Plan: | Brandweerkazerne |
---|---|
Status: | vastgesteld |
Plantype: | bestemmingsplan |
IMRO-idn: | NL.IMRO.0473.BpBrandweerkazerne-VA01 |
Zandvoort heeft een historische kern. De mogelijkheid bestaat dat boven of in de ondergrond bouwhistorische resten en archeologische sporen en voorwerpen aangetroffen kunnen worden. De grond bewaart een veelheid aan historische informatie over de ouderdom en de (ruimtelijke) ontwikkeling van de kern.
Het plangebied is geen onderdeel van de historische kern van Zandvoort. Het wordt in de Cultuurhistorische Waardenkaart (CHW) niet aangeduid met een archeologische verwachting en kent geen monumenten. Geconcludeerd wordt dat cultuurhistorie of archeologie geen belemmering zal zijn voor de realisatie van de Brandweerkazerne.

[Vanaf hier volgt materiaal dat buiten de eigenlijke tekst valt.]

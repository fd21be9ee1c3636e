use serde::{Deserialize, Serialize};
use thiserror::Error;

#[derive(Error, Debug, Clone, Serialize, Deserialize, PartialEq)]
pub enum MaritimeError {
    #[error("Spreadsheet contains no rows")]
    EmptyInput,

    #[error("No items found in file")]
    NoValidItems,

    #[error("Required column not found{}: {columns}", row_suffix(.row))]
    MissingColumn { columns: String, row: Option<usize> },

    #[error("Invalid number{}: {value}", row_suffix(.row))]
    InvalidNumber { value: String, row: Option<usize> },

    #[error("Quantity must be greater than 0{}: {quantity}", row_suffix(.row))]
    InvalidQuantity { quantity: f64, row: Option<usize> },

    #[error("Invalid date: {value}")]
    InvalidDate { value: String },

    #[error("Spreadsheet error: {message}")]
    Spreadsheet { message: String },

    #[error("Unsupported file format: {filename}")]
    UnsupportedFormat { filename: String },

    #[error("Validation error: {field} - {message}")]
    Validation { field: String, message: String },

    #[error("Configuration error: {message}")]
    Configuration { message: String },

    #[error("Internal server error: {message}")]
    Internal { message: String },
}

fn row_suffix(row: &Option<usize>) -> String {
    match row {
        Some(row) => format!(" (row {})", row),
        None => String::new(),
    }
}

impl MaritimeError {
    pub fn missing_column(candidates: &[impl AsRef<str>], row: Option<usize>) -> Self {
        let columns = candidates
            .iter()
            .map(|c| c.as_ref())
            .collect::<Vec<_>>()
            .join(" or ");
        Self::MissingColumn { columns, row }
    }

    pub fn invalid_number(value: impl Into<String>, row: Option<usize>) -> Self {
        Self::InvalidNumber {
            value: value.into(),
            row,
        }
    }

    pub fn invalid_date(value: impl Into<String>) -> Self {
        Self::InvalidDate {
            value: value.into(),
        }
    }

    pub fn spreadsheet(message: impl Into<String>) -> Self {
        Self::Spreadsheet {
            message: message.into(),
        }
    }

    pub fn unsupported_format(filename: impl Into<String>) -> Self {
        Self::UnsupportedFormat {
            filename: filename.into(),
        }
    }

    pub fn validation(field: impl Into<String>, message: impl Into<String>) -> Self {
        Self::Validation {
            field: field.into(),
            message: message.into(),
        }
    }

    pub fn configuration(message: impl Into<String>) -> Self {
        Self::Configuration {
            message: message.into(),
        }
    }

    pub fn internal(message: impl Into<String>) -> Self {
        Self::Internal {
            message: message.into(),
        }
    }

    pub fn error_code(&self) -> &'static str {
        match self {
            Self::EmptyInput => "EMPTY_INPUT",
            Self::NoValidItems => "NO_VALID_ITEMS",
            Self::MissingColumn { .. } => "MISSING_COLUMN",
            Self::InvalidNumber { .. } => "INVALID_NUMBER",
            Self::InvalidQuantity { .. } => "INVALID_QUANTITY",
            Self::InvalidDate { .. } => "INVALID_DATE",
            Self::Spreadsheet { .. } => "SPREADSHEET_ERROR",
            Self::UnsupportedFormat { .. } => "UNSUPPORTED_FORMAT",
            Self::Validation { .. } => "VALIDATION_ERROR",
            Self::Configuration { .. } => "CONFIGURATION_ERROR",
            Self::Internal { .. } => "INTERNAL_SERVER_ERROR",
        }
    }

    pub fn http_status_code(&self) -> u16 {
        match self {
            Self::EmptyInput => 400,
            Self::NoValidItems => 422,
            Self::MissingColumn { .. } => 422,
            Self::InvalidNumber { .. } => 422,
            Self::InvalidQuantity { .. } => 422,
            Self::InvalidDate { .. } => 422,
            Self::Spreadsheet { .. } => 422,
            Self::UnsupportedFormat { .. } => 415,
            Self::Validation { .. } => 400,
            Self::Configuration { .. } => 500,
            Self::Internal { .. } => 500,
        }
    }
}

pub type MaritimeResult<T> = Result<T, MaritimeError>;

#[derive(Debug, Serialize, Deserialize)]
pub struct ErrorResponse {
    pub error: String,
    pub code: String,
    pub message: String,
    pub details: Option<serde_json::Value>,
}

impl From<MaritimeError> for ErrorResponse {
    fn from(error: MaritimeError) -> Self {
        Self {
            error: format!("Failed to parse file: {}", error),
            code: error.error_code().to_string(),
            message: error.to_string(),
            details: serde_json::to_value(&error).ok(),
        }
    }
}

// Conversion from common error types
impl From<csv::Error> for MaritimeError {
    fn from(error: csv::Error) -> Self {
        Self::spreadsheet(error.to_string())
    }
}

impl From<std::io::Error> for MaritimeError {
    fn from(error: std::io::Error) -> Self {
        Self::internal(error.to_string())
    }
}

impl From<serde_json::Error> for MaritimeError {
    fn from(error: serde_json::Error) -> Self {
        Self::validation("JSON", error.to_string())
    }
}

impl From<config::ConfigError> for MaritimeError {
    fn from(error: config::ConfigError) -> Self {
        Self::configuration(error.to_string())
    }
}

Door ADC ArcheoProjecten is een archeologisch bureauonderzoek uitgevoerd voor deze locatie (zie bijlage 2). De resultaten van dit onderzoek leiden tot de volgende conclusie:
Uit oude kaarten blijkt, dat het terrein in de afgelopen 200 jaar niet bebouwd is geweest. Er is een kleine kans op archeologische resten uit de Late Middeleeuwen en het begin van de Nieuwe Tijd. Wel moet rekening worden gehouden met archeologische resten uit de IJzertijd tot in de Vroege Middeleeuwen. Diepe bodemverstorende werkzaamheden binnen het plangebied worden uitsluitend uitgevoerd op de locatie waar het nieuwe kazerne gebouw komt te staan. Hierbij wordt tot maximaal 150 cm – mv funderingssleuven gegraven. Een deel van deze zone is verstoord tot een diepte van ca. 2 m – mv door de aanwezigheid van (reeds geruimde) menselijke begravingen. Verder ligt de toekomstige kazerne voor een aanzienlijk deel in de zone waar het talud aanwezig is de zone dat onderdeel uitmaakt van de begraafplaats hoogstwaarschijnlijk opgehoogd. Deze zaken in acht nemend, is de kans op het aantreffen van een intact bodemprofiel in de bovenste 100-150 cm van de bodem klein.
Conclusie archeologisch bureauonderzoek
Het terrein kan vrij worden gegeven voor de voorgenomen ontwikkeling, indien de gravende bodemverstorende werkzaamheden zich tot 150 cm onder maaiveld beperken.